Predictive maintenance is not that controversial. I built that for a big mining company with pretty broad asset base about 10 years ago. It’s easy to plug some ML in the place of other prediction models. The challenge with these programs are important nuances such as work order definitions and standardisation, whether you use new vs refurbished components, impact on cost, downstream maintenance impacts, useful life etc. Quite exciting domain, I wish I worked on that a bit more as I hand to hand over and people who received got confused on even more basic staff such as dynamic updates on strategy, I.e. run to failure vs predictive etc. Therefore, yes, it can possibly go wrong, but no, it does not have to.
Yes this. 25 years ago we had a big engineering management system and ran statistical analysis on assembly level MTTF and MTTR. This analysis would be fed back into maintenance scheduling and recall notification. Result interpretation after post mortem would drive design changes, testing and supplier contracts.

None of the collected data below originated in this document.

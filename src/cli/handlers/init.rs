use std::error::Error;
use std::fs;
use std::path::Path;

use crate::cli::commands::InitArgs;
use crate::io::config_io;

pub fn cmd_init(data_dir: &Path, args: InitArgs) -> Result<(), Box<dyn Error>> {
    fs::create_dir_all(data_dir)
        .map_err(|e| format!("could not create {}: {}", data_dir.display(), e))?;

    let config_path = config_io::config_path(data_dir);
    if config_path.exists() && !args.force {
        return Err(format!(
            "{} already exists (use --force to overwrite)",
            config_path.display()
        )
        .into());
    }

    let written = config_io::write_config_template(data_dir)?;
    println!("initialized {}", data_dir.display());
    println!("  config: {}", written.display());
    Ok(())
}

#[cfg(test)]
mod tests {
    use super::*;
    use tempfile::TempDir;

    #[test]
    fn init_creates_dir_and_config() {
        let tmp = TempDir::new().unwrap();
        let data_dir = tmp.path().join("nested/wt");
        cmd_init(&data_dir, InitArgs { force: false }).unwrap();
        assert!(data_dir.join("config.toml").exists());
    }

    #[test]
    fn init_refuses_to_overwrite_without_force() {
        let tmp = TempDir::new().unwrap();
        fs::write(tmp.path().join("config.toml"), "# mine\n").unwrap();

        assert!(cmd_init(tmp.path(), InitArgs { force: false }).is_err());
        assert_eq!(
            fs::read_to_string(tmp.path().join("config.toml")).unwrap(),
            "# mine\n"
        );

        cmd_init(tmp.path(), InitArgs { force: true }).unwrap();
        assert_eq!(
            fs::read_to_string(tmp.path().join("config.toml")).unwrap(),
            config_io::CONFIG_TEMPLATE
        );
    }
}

As for AI, I suspect this is just another excuse to use it over more formal methods. I prefer the formal methods for various reasons I can't be bothered to list here.
Yes. In my previous job we used to do this for pharma manufacturing grid and their engineers were always able to identify the same markers or flags that needed to be addressed. I have no doubt they're looking to automate more of that work as much as possible.
With minor manual intervention to confirm etc you're still saving engineers so much time. Would have been a really nice upsell for my last company too.